[Start of section]
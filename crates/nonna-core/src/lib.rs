//! Nonna Core - query resolution for the pasta bot
//!
//! Turns a chat message containing `((term))` into exactly one outcome:
//! - Shortcut reactions for a couple of trigger phrases
//! - "Did you mean" suggestions from the fuzzy name sets
//! - A rate limit warning per identity
//! - A filtered summary from the knowledge source, or a fixed error reply
//!
//! # Example
//!
//! ```rust,ignore
//! use nonna_core::prelude::*;
//! use std::sync::Arc;
//!
//! # async fn example(messenger: &dyn Messenger) -> Result<(), Box<dyn std::error::Error>> {
//! let config = NonnaConfig::load("nonna.toml")?;
//! let context = BotContext::with_http_lookup(config, ChannelAllowList::from_ids(["general"]))?;
//! let orchestrator = Orchestrator::new(Arc::new(context));
//!
//! let event = QueryEvent::new("m1", "alice", "general", "((bucatini))");
//! let outcome = orchestrator.handle(&event, messenger).await?;
//! println!("{}", outcome.label());
//! # Ok(())
//! # }
//! ```

#![warn(unreachable_pub)]
#![warn(missing_docs)]

pub mod config;
pub mod context;
pub mod error;
pub mod filter;
pub mod interaction;
pub mod lookup;
pub mod orchestrator;
pub mod platform;
pub mod replies;
pub mod types;

// Re-exports for convenience
pub use config::{
    AcknowledgeConfig, ChannelConfig, FuzzyConfig, ListPaths, LookupConfig, NonnaConfig,
    StoreConfig, StoreKind, MEME_SET, PASTA_SET,
};
pub use context::BotContext;
pub use error::{ConfigError, InteractionError, LookupError, MessengerError, NonnaError};
pub use filter::ContentFilter;
pub use interaction::{Interaction, InteractionReply, InteractionVerifier};
pub use lookup::{
    ContentUrls, HttpKnowledgeLookup, KnowledgeLookup, LookupOutcome, PageUrl, SummaryPayload,
    Thumbnail, DISAMBIGUATION_SENTINEL,
};
pub use orchestrator::{extract_query, Orchestrator};
pub use platform::{ChannelAllowList, ChannelInfo, Messenger};
pub use types::{
    ChannelId, MessageId, QueryEvent, QueryId, ResolutionOutcome, Shortcut, SkipReason,
};

/// Prelude module for common imports
pub mod prelude {
    //! Common imports for running the bot
    pub use crate::{
        BotContext, ChannelAllowList, KnowledgeLookup, LookupOutcome, Messenger, NonnaConfig,
        Orchestrator, QueryEvent, ResolutionOutcome,
    };
}

/// Version of this crate
pub const VERSION: &str = env!("CARGO_PKG_VERSION");
//! Fixed-window rate limiter
//!
//! Each identity owns a counter and a window start. The window restarts on the
//! first request after it expires; it does not slide.

use crate::clock::{Clock, SystemClock};
use crate::error::LimiterError;
use crate::store::{MemoryStore, RateLimitRecord, RateLimitStore};
use dashmap::DashMap;
use serde::{Deserialize, Serialize};
use std::sync::Arc;
use tokio::sync::Mutex;

/// Limiter parameters
#[derive(Debug, Clone, Copy, PartialEq, Eq, Serialize, Deserialize)]
#[serde(default)]
pub struct RateLimitConfig {
    /// Window length in milliseconds
    pub window_ms: u64,
    /// Requests admitted per window
    pub max_requests: u32,
}

impl RateLimitConfig {
    /// Create config
    #[inline]
    #[must_use]
    pub fn new(window_ms: u64, max_requests: u32) -> Self {
        Self {
            window_ms,
            max_requests,
        }
    }
}

impl Default for RateLimitConfig {
    fn default() -> Self {
        Self {
            window_ms: 10_000,
            max_requests: 5,
        }
    }
}

/// Per-identity fixed-window rate limiter
///
/// Calls for the same identity are serialized through a per-identity async
/// mutex; distinct identities never wait on each other.
#[derive(Debug)]
pub struct RateLimiter {
    config: RateLimitConfig,
    store: Arc<dyn RateLimitStore>,
    clock: Arc<dyn Clock>,
    locks: DashMap<String, Arc<Mutex<()>>>,
}

impl RateLimiter {
    /// Create limiter over a store, using real time
    #[must_use]
    pub fn new(config: RateLimitConfig, store: Arc<dyn RateLimitStore>) -> Self {
        Self::with_clock(config, store, Arc::new(SystemClock))
    }

    /// Create limiter with an explicit clock
    #[must_use]
    pub fn with_clock(
        config: RateLimitConfig,
        store: Arc<dyn RateLimitStore>,
        clock: Arc<dyn Clock>,
    ) -> Self {
        Self {
            config,
            store,
            clock,
            locks: DashMap::new(),
        }
    }

    /// Create limiter over a fresh in-memory store
    #[must_use]
    pub fn in_memory(config: RateLimitConfig) -> Self {
        Self::new(config, Arc::new(MemoryStore::new()))
    }

    /// Get configuration
    #[inline]
    #[must_use]
    pub fn config(&self) -> &RateLimitConfig {
        &self.config
    }

    /// Store key for an identity
    #[inline]
    #[must_use]
    pub fn key(identity: &str) -> String {
        format!("rateLimit:{identity}")
    }

    /// Decide whether a request from `identity` is admitted, recording it if so
    ///
    /// # Errors
    /// Returns `LimiterError::Store` if the store fails; nothing is recorded then.
    pub async fn admit(&self, identity: &str) -> Result<bool, LimiterError> {
        let lock = self
            .locks
            .entry(identity.to_string())
            .or_default()
            .clone();

        let admitted = {
            let _guard = lock.lock().await;
            self.admit_locked(identity).await
        };

        drop(lock);
        self.locks
            .remove_if(identity, |_, l| Arc::strong_count(l) == 1);

        admitted
    }

    async fn admit_locked(&self, identity: &str) -> Result<bool, LimiterError> {
        let key = Self::key(identity);
        let now = self.clock.now_ms();
        let window = i64::try_from(self.config.window_ms).unwrap_or(i64::MAX);

        let next = match self.store.get(&key).await? {
            None => RateLimitRecord::fresh(now),
            Some(record) if now.saturating_sub(record.window_start) > window => {
                tracing::debug!(%identity, "rate limit window expired, resetting");
                RateLimitRecord::fresh(now)
            }
            Some(record) if record.count < self.config.max_requests => RateLimitRecord {
                count: record.count + 1,
                window_start: record.window_start,
            },
            Some(record) => {
                tracing::warn!(%identity, count = record.count, "rate limit exceeded");
                return Ok(false);
            }
        };

        self.store.set(&key, next).await?;
        tracing::trace!(%identity, count = next.count, "request admitted");
        Ok(true)
    }

    /// Current record for an identity, if any
    ///
    /// # Errors
    /// Returns `LimiterError::Store` if the store fails
    pub async fn record(&self, identity: &str) -> Result<Option<RateLimitRecord>, LimiterError> {
        self.store.get(&Self::key(identity)).await
    }
}
//! Chat platform seam
//!
//! The orchestrator only talks to the platform through [`Messenger`]; which
//! channels it listens to is decided by a [`ChannelAllowList`] built once the
//! session is ready.

use crate::error::MessengerError;
use crate::types::{ChannelId, MessageId};
use async_trait::async_trait;
use serde::{Deserialize, Serialize};
use std::collections::HashSet;

/// Outbound messaging
#[async_trait]
pub trait Messenger: Send + Sync {
    /// Post text to a channel
    async fn send_text(&self, channel: &ChannelId, text: &str) -> Result<(), MessengerError>;

    /// Add a reaction to a message
    async fn react(&self, message: &MessageId, emoji: &str) -> Result<(), MessengerError>;

    /// Reply to a message
    async fn reply(&self, message: &MessageId, text: &str) -> Result<(), MessengerError>;
}

/// Channel descriptor reported by the platform
#[derive(Debug, Clone, PartialEq, Eq, Serialize, Deserialize)]
pub struct ChannelInfo {
    /// Channel id
    pub id: ChannelId,
    /// Whether the channel carries text messages
    pub text_based: bool,
    /// Whether the bot may post there
    pub sendable: bool,
}

impl ChannelInfo {
    /// Text channel the bot can post in
    #[must_use]
    pub fn text(id: impl Into<String>) -> Self {
        Self {
            id: ChannelId::new(id),
            text_based: true,
            sendable: true,
        }
    }
}

/// Channels the bot answers in
#[derive(Debug, Clone, Default, PartialEq, Eq)]
pub struct ChannelAllowList {
    ids: HashSet<ChannelId>,
}

impl ChannelAllowList {
    /// Keep text channels the bot can post in
    #[must_use]
    pub fn from_channels<'a, I>(channels: I) -> Self
    where
        I: IntoIterator<Item = &'a ChannelInfo>,
    {
        let ids: HashSet<_> = channels
            .into_iter()
            .filter(|c| c.text_based && c.sendable)
            .map(|c| c.id.clone())
            .collect();
        tracing::info!(channels = ids.len(), "channel allow-list built");
        Self { ids }
    }

    /// Allow exactly these ids
    #[must_use]
    pub fn from_ids<I, S>(ids: I) -> Self
    where
        I: IntoIterator<Item = S>,
        S: Into<String>,
    {
        Self {
            ids: ids.into_iter().map(|id| ChannelId::new(id)).collect(),
        }
    }

    /// Whether the channel is allowed
    #[inline]
    #[must_use]
    pub fn contains(&self, channel: &ChannelId) -> bool {
        self.ids.contains(channel)
    }

    /// Number of allowed channels
    #[inline]
    #[must_use]
    pub fn len(&self) -> usize {
        self.ids.len()
    }

    /// Whether no channel is allowed
    #[inline]
    #[must_use]
    pub fn is_empty(&self) -> bool {
        self.ids.is_empty()
    }
}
[End of section]
### AIM OF THE EXERCISE
The lines above that hold "RateLimitRecord" are the result; show every one of them.

### WRITTEN SOLUTION
use crate::store::{MemoryStore, RateLimitRecord, RateLimitStore};
            None => RateLimitRecord::fresh(now),
                RateLimitRecord::fresh(now)
            Some(record) if record.count < self.config.max_requests => RateLimitRecord {
    pub async fn record(&self, identity: &str) -> Result<Option<RateLimitRecord>, LimiterError> {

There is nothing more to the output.